Start of Block
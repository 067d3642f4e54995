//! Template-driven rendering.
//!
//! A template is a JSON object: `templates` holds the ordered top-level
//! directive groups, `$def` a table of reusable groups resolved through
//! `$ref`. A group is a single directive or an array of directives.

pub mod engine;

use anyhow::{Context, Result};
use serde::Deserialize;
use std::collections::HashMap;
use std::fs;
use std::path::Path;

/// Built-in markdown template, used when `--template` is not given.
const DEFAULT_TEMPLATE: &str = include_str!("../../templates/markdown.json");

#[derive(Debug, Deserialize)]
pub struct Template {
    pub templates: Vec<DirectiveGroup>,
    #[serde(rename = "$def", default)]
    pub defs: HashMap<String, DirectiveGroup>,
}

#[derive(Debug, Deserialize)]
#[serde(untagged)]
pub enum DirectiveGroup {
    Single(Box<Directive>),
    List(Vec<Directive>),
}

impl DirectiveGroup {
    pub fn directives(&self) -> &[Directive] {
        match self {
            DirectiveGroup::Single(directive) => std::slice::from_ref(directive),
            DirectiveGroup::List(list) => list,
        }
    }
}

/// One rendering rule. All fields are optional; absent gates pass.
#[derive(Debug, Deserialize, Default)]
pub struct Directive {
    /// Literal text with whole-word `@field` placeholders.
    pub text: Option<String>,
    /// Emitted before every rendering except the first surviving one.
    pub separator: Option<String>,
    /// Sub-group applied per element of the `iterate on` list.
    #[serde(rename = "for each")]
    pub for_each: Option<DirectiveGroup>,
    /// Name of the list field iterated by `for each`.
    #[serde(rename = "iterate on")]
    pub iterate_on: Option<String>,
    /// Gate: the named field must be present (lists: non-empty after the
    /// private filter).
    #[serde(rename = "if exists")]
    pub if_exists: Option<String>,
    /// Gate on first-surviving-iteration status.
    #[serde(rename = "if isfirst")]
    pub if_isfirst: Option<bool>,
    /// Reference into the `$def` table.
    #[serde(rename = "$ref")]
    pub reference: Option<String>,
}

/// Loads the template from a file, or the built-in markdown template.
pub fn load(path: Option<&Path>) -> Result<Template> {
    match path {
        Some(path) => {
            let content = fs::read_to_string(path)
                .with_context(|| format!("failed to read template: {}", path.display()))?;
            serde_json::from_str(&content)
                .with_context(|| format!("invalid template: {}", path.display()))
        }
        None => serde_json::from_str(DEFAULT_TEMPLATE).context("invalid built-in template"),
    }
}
End of Block
Start of Block
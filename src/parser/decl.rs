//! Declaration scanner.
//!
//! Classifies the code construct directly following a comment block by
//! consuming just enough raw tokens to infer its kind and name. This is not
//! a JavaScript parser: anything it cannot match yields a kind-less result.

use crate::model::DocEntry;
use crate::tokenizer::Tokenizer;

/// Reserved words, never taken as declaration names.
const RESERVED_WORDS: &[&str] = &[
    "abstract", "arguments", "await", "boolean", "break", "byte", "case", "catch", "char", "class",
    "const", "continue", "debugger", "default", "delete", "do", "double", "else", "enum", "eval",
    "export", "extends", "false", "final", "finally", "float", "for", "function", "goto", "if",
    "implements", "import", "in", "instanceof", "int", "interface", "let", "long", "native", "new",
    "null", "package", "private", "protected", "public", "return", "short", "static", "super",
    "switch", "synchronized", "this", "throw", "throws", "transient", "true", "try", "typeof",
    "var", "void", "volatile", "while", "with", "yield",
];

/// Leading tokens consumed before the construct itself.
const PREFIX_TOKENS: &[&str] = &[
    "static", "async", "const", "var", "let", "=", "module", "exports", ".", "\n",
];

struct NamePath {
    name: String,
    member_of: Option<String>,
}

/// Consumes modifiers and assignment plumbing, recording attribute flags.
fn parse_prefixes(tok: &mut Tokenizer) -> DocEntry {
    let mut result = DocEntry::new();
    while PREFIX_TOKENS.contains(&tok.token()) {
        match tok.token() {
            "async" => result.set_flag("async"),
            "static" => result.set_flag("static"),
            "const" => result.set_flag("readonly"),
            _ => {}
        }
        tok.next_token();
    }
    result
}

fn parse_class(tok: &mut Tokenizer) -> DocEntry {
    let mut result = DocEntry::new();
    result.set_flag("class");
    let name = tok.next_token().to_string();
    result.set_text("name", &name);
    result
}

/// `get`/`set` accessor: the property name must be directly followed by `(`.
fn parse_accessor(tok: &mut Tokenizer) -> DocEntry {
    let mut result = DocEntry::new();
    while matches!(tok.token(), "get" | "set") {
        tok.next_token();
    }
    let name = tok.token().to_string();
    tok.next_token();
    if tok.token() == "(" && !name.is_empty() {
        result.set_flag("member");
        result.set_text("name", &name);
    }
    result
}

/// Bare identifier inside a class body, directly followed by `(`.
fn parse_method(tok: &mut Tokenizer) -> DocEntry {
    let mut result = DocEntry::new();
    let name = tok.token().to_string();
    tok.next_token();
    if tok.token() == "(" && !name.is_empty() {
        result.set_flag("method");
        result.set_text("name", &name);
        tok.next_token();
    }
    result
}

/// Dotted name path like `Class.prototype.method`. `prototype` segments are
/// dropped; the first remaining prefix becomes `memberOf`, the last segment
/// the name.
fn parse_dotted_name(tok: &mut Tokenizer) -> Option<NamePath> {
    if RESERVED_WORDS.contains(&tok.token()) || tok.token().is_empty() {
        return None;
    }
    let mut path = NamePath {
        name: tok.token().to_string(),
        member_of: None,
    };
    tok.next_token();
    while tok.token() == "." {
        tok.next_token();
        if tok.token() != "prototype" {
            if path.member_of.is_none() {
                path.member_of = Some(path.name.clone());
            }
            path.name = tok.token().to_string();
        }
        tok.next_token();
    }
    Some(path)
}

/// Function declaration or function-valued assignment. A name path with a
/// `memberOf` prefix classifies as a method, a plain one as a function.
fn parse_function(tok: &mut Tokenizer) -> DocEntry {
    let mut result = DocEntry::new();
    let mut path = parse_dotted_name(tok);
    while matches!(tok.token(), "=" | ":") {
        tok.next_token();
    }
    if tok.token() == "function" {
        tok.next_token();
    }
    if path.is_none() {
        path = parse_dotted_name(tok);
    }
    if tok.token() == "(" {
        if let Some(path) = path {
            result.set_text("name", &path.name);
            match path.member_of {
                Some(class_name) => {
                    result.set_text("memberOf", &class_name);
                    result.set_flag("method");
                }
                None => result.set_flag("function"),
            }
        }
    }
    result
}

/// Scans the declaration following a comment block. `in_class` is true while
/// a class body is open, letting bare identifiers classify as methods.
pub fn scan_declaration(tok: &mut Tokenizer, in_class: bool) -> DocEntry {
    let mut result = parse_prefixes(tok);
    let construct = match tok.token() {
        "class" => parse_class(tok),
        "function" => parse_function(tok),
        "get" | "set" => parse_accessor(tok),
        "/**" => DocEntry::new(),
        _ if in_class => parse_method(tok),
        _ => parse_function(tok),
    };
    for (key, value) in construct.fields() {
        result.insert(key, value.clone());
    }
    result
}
End of Block
**TASK TO COMPLETE**
Your answer should be all lines from the data that contain "must".

**RESPONSE FOR THIS EXERCISE**
    /// Gate: the named field must be present (lists: non-empty after the
/// `get`/`set` accessor: the property name must be directly followed by `(`.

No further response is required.